**Exercise brief**
The entries below contain a line with "use crate::mission::Mission;" and a line with "to the field.". Quote exactly those two lines and all lines between them.

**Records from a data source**
//! # navigator
//!
//! Vector-field planner. Each cycle the boat's sensed heading and
//! apparent wind rebuild the working course, every waypoint's bearing
//! is refreshed from the latest fix, and a swing window around the
//! bearing to the current attractor is searched for the heading with
//! the best relative-VMG utility. Attractors pull, repellors push, and
//! changing tack costs dearly.
//!
//! The planner is deterministic: identical inputs always pick the same
//! heading (earliest-seen candidate wins exact ties).

use tracing::{debug, info, warn};

use nav_types::{Bearing, Course, Waypoint};

use crate::alarm::{self, Alarm};
use crate::error::HelmError;
use crate::mission::Mission;
use crate::otto::OttoHandle;
use crate::records::{GpsFix, MissionStatus, OttoState};
use crate::store::StateStore;

/// Half-width of the heading search window around the bearing to the
/// current attractor, degrees.
pub const SWING_DEG: i64 = 45;

/// How many attractors beyond the current one contribute to the field.
const LOOKAHEAD: usize = 3;

/// Candidates slower than this are head-to-wind and skipped, knots.
const MIN_SPEED_KN: f64 = 0.001;

/// Utility multiplier for candidates on the other tack.
const TACK_PENALTY: f64 = 0.1;

/// What one planner cycle did.
#[derive(Debug, Clone, Copy, PartialEq)]
pub enum CycleOutcome {
    /// Committed a heading; `tacked` when it crossed the wind.
    Steered { heading: f64, tacked: bool },
    /// No sailable candidate; current heading held.
    Held,
    /// GPS fix invalid; nothing done.
    Skipped,
    /// Attractor list exhausted.
    Complete,
}

pub struct Navigator {
    attractors: Vec<Waypoint>,
    repellors: Vec<Waypoint>,
    course: Course,
    store: StateStore,
    otto: OttoHandle,
}

impl Navigator {
    pub fn new(mission: &Mission, store: StateStore, otto: OttoHandle) -> Self {
        Self {
            attractors: mission.attractors.clone(),
            repellors: mission.repellors.clone(),
            course: Course::new(Bearing::default()),
            store,
            otto,
        }
    }

    /// Run one planning cycle against the latest GpsFix and OttoState.
    pub async fn run_cycle(&mut self) -> Result<CycleOutcome, HelmError> {
        let fix: GpsFix = self.store.load().await;
        if !fix.valid {
            debug!("holding: gps fix invalid");
            return Ok(CycleOutcome::Skipped);
        }
        let otto_state: OttoState = self.store.load().await;
        let mut status: MissionStatus = self.store.load().await;

        if self.attractors.is_empty() {
            return Err(HelmError::Nav("active mission with no attractors".into()));
        }
        if status.current_waypoint < 0 {
            status.current_waypoint = 0;
            self.store.save(&status).await;
        }
        let mut current = status.current_waypoint as usize;
        if current >= self.attractors.len() {
            return Ok(CycleOutcome::Complete);
        }

        // Rebuild the working course from the sensors and recover the
        // true wind direction from heading + awa.
        self.course.set_heading(otto_state.compass_rad());
        self.course.set_awa(otto_state.awa_rad());
        self.course.compute_wind();

        for w in self.attractors[current..].iter_mut() {
            w.compute_bearing(&fix.location);
        }
        for r in self.repellors.iter_mut() {
            r.compute_bearing(&fix.location);
        }

        // Advance through every waypoint already inside its reached band.
        while status.active() && self.attractors[current].reached() {
            info!(waypoint = %self.attractors[current].name, "waypoint reached");
            alarm::raise(&self.store, Alarm::WaypointReached).await;
            current += 1;
            status.current_waypoint = current as i32;
            self.store.save(&status).await;
            if current >= self.attractors.len() {
                return Ok(CycleOutcome::Complete);
            }
        }

        let target = self.attractors[current].bearing.angle;
        let lookahead_end = (current + LOOKAHEAD).min(self.attractors.len() - 1);

        let mut best: Option<(f64, Course)> = None;
        for swing in -SWING_DEG..=SWING_DEG {
            let mut candidate = self.course.clone();
            candidate.set_heading(target + (swing as f64).to_radians());
            if candidate.speed() < MIN_SPEED_KN {
                continue; // head to wind
            }

            let mut utility = candidate.relative_vmg(&self.attractors[current]);
            for attractor in &self.attractors[current..=lookahead_end] {
                utility += candidate.relative_vmg(attractor);
            }
            for repellor in &self.repellors {
                utility -= candidate.relative_vmg(repellor);
            }
            if candidate.tack() != self.course.tack() {
                utility *= TACK_PENALTY;
            }
            if !utility.is_finite() {
                continue; // treated as −∞
            }

            if best.as_ref().map_or(true, |(u, _)| utility > *u) {
                best = Some((utility, candidate));
            }
        }

        let Some((utility, chosen)) = best else {
            warn!("no sailable candidate in the swing window, holding heading");
            alarm::raise(&self.store, Alarm::NoSteeringSolution).await;
            return Ok(CycleOutcome::Held);
        };

        let tacked = chosen.tack() != self.course.tack();
        if tacked {
            info!(
                from = ?self.course.tack(),
                to = ?chosen.tack(),
                "tacking"
            );
        }
        let heading = chosen.heading();
        debug!(heading, utility, waypoint = %self.attractors[current].name, "steering");
        self.course = chosen;
        self.otto.track_compass(heading).await;

        Ok(CycleOutcome::Steered { heading, tacked })
    }
}

#[cfg(test)]
mod tests {
    use super::*;
    use crate::otto::link::RegisterWrite;
    use crate::otto::{OttoMode, Register};
    use crate::records::MissionState;
    use nav_types::Location;
    use std::f64::consts::PI;
    use tokio::sync::mpsc;

    fn mission_with(attractors: Vec<Waypoint>, repellors: Vec<Waypoint>) -> Mission {
        Mission {
            title: "trial".into(),
            url: String::new(),
            description: String::new(),
            launch: None,
            attractors,
            repellors,
        }
    }

    fn boat() -> Location {
        Location::from_degrees(53.0, -9.0)
    }

    /// Waypoint `nm` miles due north of the boat.
    fn mark_north(nm: f64, range: f64) -> Waypoint {
        Waypoint::new(boat() + Bearing::new(0.0, nm), 0.0, range, "mark", true)
    }

    async fn seed(store: &StateStore, compass: u8, awa: i8, state: MissionState) {
        store
            .save(&GpsFix {
                time: 1_700_000_000.0,
                location: boat(),
                sog: 3.0,
                cmg: 0.0,
                magvar: 0.0,
                valid: true,
            })
            .await;
        store
            .save(&OttoState {
                actual_compass: compass,
                actual_awa: awa,
                ..Default::default()
            })
            .await;
        store
            .save(&MissionStatus {
                state,
                current_waypoint: 0,
                start_time: 1.0,
                end_time: 0.0,
            })
            .await;
    }

    fn navigator(
        mission: &Mission,
        store: &StateStore,
    ) -> (Navigator, mpsc::Receiver<RegisterWrite>) {
        let (tx, rx) = mpsc::channel(16);
        (
            Navigator::new(mission, store.clone(), OttoHandle::new(tx)),
            rx,
        )
    }

    #[tokio::test]
    async fn prefers_the_current_tack() {
        // Wind from true north, target due north 1 NM away. The swing
        // window offers mirror candidates at ±45°; the boat is on
        // starboard (heading 315°, awa +45°), so the opposite-tack
        // mirror is scaled by the tacking penalty and 315° wins.
        let store = StateStore::new();
        seed(&store, 224, 32, MissionState::CompassFollow).await;
        let mission = mission_with(vec![mark_north(1.0, 0.0)], vec![]);
        let (mut nav, mut writes) = navigator(&mission, &store);

        let outcome = nav.run_cycle().await.unwrap();
        let CycleOutcome::Steered { heading, tacked } = outcome else {
            panic!("expected a steered outcome, got {outcome:?}");
        };
        assert!(!tacked);
        assert!(
            (heading - 7.0 * PI / 4.0).abs() < 0.02,
            "heading = {heading}"
        );

        // The commitment goes out as COMPASS_HEADING + TRACK_COMPASS.
        let first = writes.recv().await.unwrap();
        assert_eq!(first.register, Register::CompassHeading);
        assert_eq!(first.value, 224);
        let second = writes.recv().await.unwrap();
        assert_eq!(second.register, Register::Mode);
        assert_eq!(second.value, OttoMode::TrackCompass as u16);
    }

    #[tokio::test]
    async fn repellor_pushes_the_choice_away() {
        // Same rig, plus a hazard 0.1 NM out on bearing 315°. Utility
        // on the starboard candidates collapses and the port mirror
        // (45°) wins despite its tack penalty.
        let store = StateStore::new();
        seed(&store, 224, 32, MissionState::CompassFollow).await;
        let hazard = Waypoint::new(
            boat() + Bearing::new(7.0 * PI / 4.0, 0.1),
            0.0,
            0.0,
            "ledge",
            false,
        );
        let mission = mission_with(vec![mark_north(1.0, 0.0)], vec![hazard]);
        let (mut nav, _writes) = navigator(&mission, &store);

        let outcome = nav.run_cycle().await.unwrap();
        let CycleOutcome::Steered { heading, tacked } = outcome else {
            panic!("expected a steered outcome, got {outcome:?}");
        };
        assert!(tacked);
        assert!((heading - PI / 4.0).abs() < 0.02, "heading = {heading}");
    }

    #[tokio::test]
    async fn invalid_fix_skips_the_cycle() {
        let store = StateStore::new();
        seed(&store, 224, 32, MissionState::CompassFollow).await;
        store
            .update::<GpsFix>(|fix| fix.valid = false)
            .await;
        let mission = mission_with(vec![mark_north(1.0, 0.0)], vec![]);
        let (mut nav, mut writes) = navigator(&mission, &store);

        assert_eq!(nav.run_cycle().await.unwrap(), CycleOutcome::Skipped);
        assert!(writes.try_recv().is_err());
    }

    #[tokio::test]
    async fn reached_waypoints_advance_to_completion() {
        // Single attractor whose range disk already covers the boat
        // from the corridor side: the cycle advances straight off the
        // end of the list.
        let store = StateStore::new();
        seed(&store, 224, 32, MissionState::CompassFollow).await;
        // Boat 0.3 NM south of a mark whose corridor opens south.
        let mark = Waypoint::new(boat() + Bearing::new(0.0, 0.3), PI, 0.5, "gate", true);
        let mission = mission_with(vec![mark], vec![]);
        let (mut nav, _writes) = navigator(&mission, &store);

        assert_eq!(nav.run_cycle().await.unwrap(), CycleOutcome::Complete);

        let status = store.load::<MissionStatus>().await;
        assert_eq!(status.current_waypoint, 1);
        let report = store.load::<crate::alarm::AlarmReport>().await;
        assert!(report.is_set(Alarm::WaypointReached));
    }

    #[tokio::test]
    async fn empty_attractor_list_escalates() {
        let store = StateStore::new();
        seed(&store, 224, 32, MissionState::CompassFollow).await;
        let mission = mission_with(vec![], vec![]);
        let (mut nav, _writes) = navigator(&mission, &store);

        assert!(matches!(nav.run_cycle().await, Err(HelmError::Nav(_))));
    }

    #[tokio::test]
    async fn deterministic_across_runs() {
        let store = StateStore::new();
        seed(&store, 224, 32, MissionState::CompassFollow).await;
        let mission = mission_with(vec![mark_north(1.0, 0.0)], vec![]);

        let (mut nav_a, _wa) = navigator(&mission, &store);
        let (mut nav_b, _wb) = navigator(&mission, &store);
        let a = nav_a.run_cycle().await.unwrap();
        let b = nav_b.run_cycle().await.unwrap();
        assert_eq!(a, b);
    }
}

**Solution to the exercise**
use crate::mission::Mission;
use crate::otto::OttoHandle;
use crate::records::{GpsFix, MissionStatus, OttoState};
use crate::store::StateStore;

/// Half-width of the heading search window around the bearing to the
/// current attractor, degrees.
pub const SWING_DEG: i64 = 45;

/// How many attractors beyond the current one contribute to the field.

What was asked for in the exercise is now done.